Pourquoi vouloir "démontrer" ? 8-| Je cite simplement un extrait qui va dans le sens de ce que vous avancez. 8-| 8-|
Pour le reste, vous le résumez bien : une vaste pantalonnade.
Concernant la Révolution, nous nous répétons : la "roue libre" a déjà été évoqué, démontré.
P. Serna situe Bonaparte dans l'extrême centre comme si ceci était un choix personnel (on peut voir sa déstabilisation lors du 18 brumaire face au brouhaha ambiant, le désordre entraîne chez lui des désordres) ; il va donc dans l'ordre des chose de se positionner au centre (il fut un temps, on courtisait la Plaine) mais non pas en tant que "ventre mou" mais déjà pour initier un discours -comme souvent les discours centristes- qui surfe sur la vague la plus large mais dont les membres ont beaucoup à perdre, d'où leur inconstance vu où se situe le pouvoir du moment. Ensuite, il n'y a plus qu'une marche pour se dire l'homme au-dessus de tous les partis puisque d'aucun (en effet, il roule pour lui). Il y a une nuance que certainement Serna a perçue.
Citer :
Les Français ne détestaient pas la monarchie, ils avaient chassé Louis XVI. Je vous laisse apprécier à la nuance :)

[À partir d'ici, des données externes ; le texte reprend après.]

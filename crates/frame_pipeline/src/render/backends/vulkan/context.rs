//! Headless Vulkan context
//!
//! Instance, physical device and a logical device with timeline semaphores
//! enabled, plus the graphics queue. No surface or swap chain is created.

use std::ffi::CString;

use ash::{vk, Device, Entry, Instance};
use thiserror::Error;

use crate::render::RenderError;

/// Vulkan-specific error types
#[derive(Error, Debug)]
pub enum VulkanError {
    /// General Vulkan API error with result code
    #[error("Vulkan API error: {0:?}")]
    Api(vk::Result),

    /// Vulkan initialization failed
    #[error("Initialization failed: {0}")]
    InitializationFailed(String),

    /// No physical device offers what the frame pipeline needs
    #[error("No suitable device: {0}")]
    NoSuitableDevice(String),
}

impl From<VulkanError> for RenderError {
    fn from(error: VulkanError) -> Self {
        Self::Device(error.to_string())
    }
}

/// Result type for Vulkan operations
pub type VulkanResult<T> = Result<T, VulkanError>;

/// Instance, device and graphics queue without presentation support
pub struct HeadlessContext {
    /// Vulkan entry point (keeps the loader alive)
    _entry: Entry,
    /// Vulkan instance
    pub instance: Instance,
    /// Selected physical device
    pub physical_device: vk::PhysicalDevice,
    /// Logical device with timeline semaphores enabled
    pub device: Device,
    /// Graphics queue family index
    pub graphics_family: u32,
    /// Graphics queue
    pub graphics_queue: vk::Queue,
}

impl HeadlessContext {
    /// Load Vulkan and create a 1.2 device with timeline semaphores
    pub fn new(app_name: &str) -> VulkanResult<Self> {
        let entry = unsafe { Entry::load() }
            .map_err(|e| VulkanError::InitializationFailed(format!("Failed to load Vulkan: {e:?}")))?;

        let app_name = CString::new(app_name)
            .map_err(|e| VulkanError::InitializationFailed(format!("Invalid application name: {e}")))?;
        let engine_name = CString::new("frame_pipeline")
            .map_err(|e| VulkanError::InitializationFailed(e.to_string()))?;
        let app_info = vk::ApplicationInfo::builder()
            .application_name(&app_name)
            .application_version(vk::make_api_version(0, 1, 0, 0))
            .engine_name(&engine_name)
            .engine_version(vk::make_api_version(0, 1, 0, 0))
            .api_version(vk::API_VERSION_1_2);

        let create_info = vk::InstanceCreateInfo::builder().application_info(&app_info);
        let instance = unsafe { entry.create_instance(&create_info, None) }.map_err(VulkanError::Api)?;

        match Self::create_device(&instance) {
            Ok((physical_device, device, graphics_family)) => {
                let graphics_queue = unsafe { device.get_device_queue(graphics_family, 0) };
                log::info!("Created headless Vulkan device (graphics family {})", graphics_family);
                Ok(Self {
                    _entry: entry,
                    instance,
                    physical_device,
                    device,
                    graphics_family,
                    graphics_queue,
                })
            }
            Err(e) => {
                unsafe { instance.destroy_instance(None) };
                Err(e)
            }
        }
    }

    fn create_device(instance: &Instance) -> VulkanResult<(vk::PhysicalDevice, Device, u32)> {
        let physical_devices = unsafe { instance.enumerate_physical_devices() }.map_err(VulkanError::Api)?;

        for physical_device in physical_devices {
            let properties = unsafe { instance.get_physical_device_properties(physical_device) };
            if vk::api_version_minor(properties.api_version) < 2 && vk::api_version_major(properties.api_version) <= 1 {
                continue;
            }

            let mut timeline = vk::PhysicalDeviceTimelineSemaphoreFeatures::default();
            let mut features = vk::PhysicalDeviceFeatures2::builder().push_next(&mut timeline);
            unsafe { instance.get_physical_device_features2(physical_device, &mut features) };
            if timeline.timeline_semaphore == vk::FALSE {
                continue;
            }

            let families = unsafe { instance.get_physical_device_queue_family_properties(physical_device) };
            let Some(graphics_family) = families
                .iter()
                .position(|family| family.queue_flags.contains(vk::QueueFlags::GRAPHICS))
            else {
                continue;
            };
            let graphics_family = graphics_family as u32;

            let priorities = [1.0f32];
            let queue_info = [vk::DeviceQueueCreateInfo::builder()
                .queue_family_index(graphics_family)
                .queue_priorities(&priorities)
                .build()];
            let mut enabled_timeline = vk::PhysicalDeviceTimelineSemaphoreFeatures::builder().timeline_semaphore(true);
            let device_info = vk::DeviceCreateInfo::builder()
                .queue_create_infos(&queue_info)
                .push_next(&mut enabled_timeline);

            let device = unsafe { instance.create_device(physical_device, &device_info, None) }
                .map_err(VulkanError::Api)?;
            return Ok((physical_device, device, graphics_family));
        }

        Err(VulkanError::NoSuitableDevice(
            "no Vulkan 1.2 device with timeline semaphores and a graphics queue".to_string(),
        ))
    }
}

impl Drop for HeadlessContext {
    fn drop(&mut self) {
        unsafe {
            // Nothing may be in flight once the device is destroyed
            let _ = self.device.device_wait_idle();
            self.device.destroy_device(None);
            self.instance.destroy_instance(None);
        }
    }
}
//! Foundation module - Core utilities and types
//!
//! This module provides fundamental utilities used throughout the crate:
//! - Math types and alignment helpers
//! - Logging utilities

pub mod math;
pub mod logging;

"détester", nous n'en sommes plus à ceci. Il semble que les élites du XVIIIème dont la Révolution se fait l'écho et bien que la plupart ait eu la faveur de "despotes éclairés" montrent au doigt le fameux "absolutisme à la française".
Le terme "monarchie républicaine" ne pouvait qu'être contemporain, ce qui biaise donc un peu la volonté de "penser comme ceux de..." qui auraient été bien en peine de définir une monarchie républicaine. Il suffit de s'attarder à leur évocation de la monarchie en tant que système et non de s'arrêter aux vitupérations de divers tribuns. Maintenant, Louis XVI, pour qui aime les nuances, n'est -à ce moment- que le reflet d'une monarchie qui n'a que trop duré.
Citer :
Le parallèle fut rejeté par Bonaparte, parce que justement il allait trop loin.

Chacun connait ce style de démarche. On retire avec une mine désolée mais il n'en reste pas moins que ceci a été vu, lu et relu et fera son chemin, ajoutez-y les "profils bas", difficile de passer à côté.
Citer :
Je trouve l'oxymore intéressantx

Comme on apprécie un merveilleux malheur né d'une force tranquille dont l'obscure clarté et la douce violence allaient amener aux Français une décennie de guerres propres. ;)
Rien donc qui n'ait été vu, revu et essoré sur d'autres sujets. Peut-être une nouvelle orientation avec la thèse de Waresquiel : dans cette attente...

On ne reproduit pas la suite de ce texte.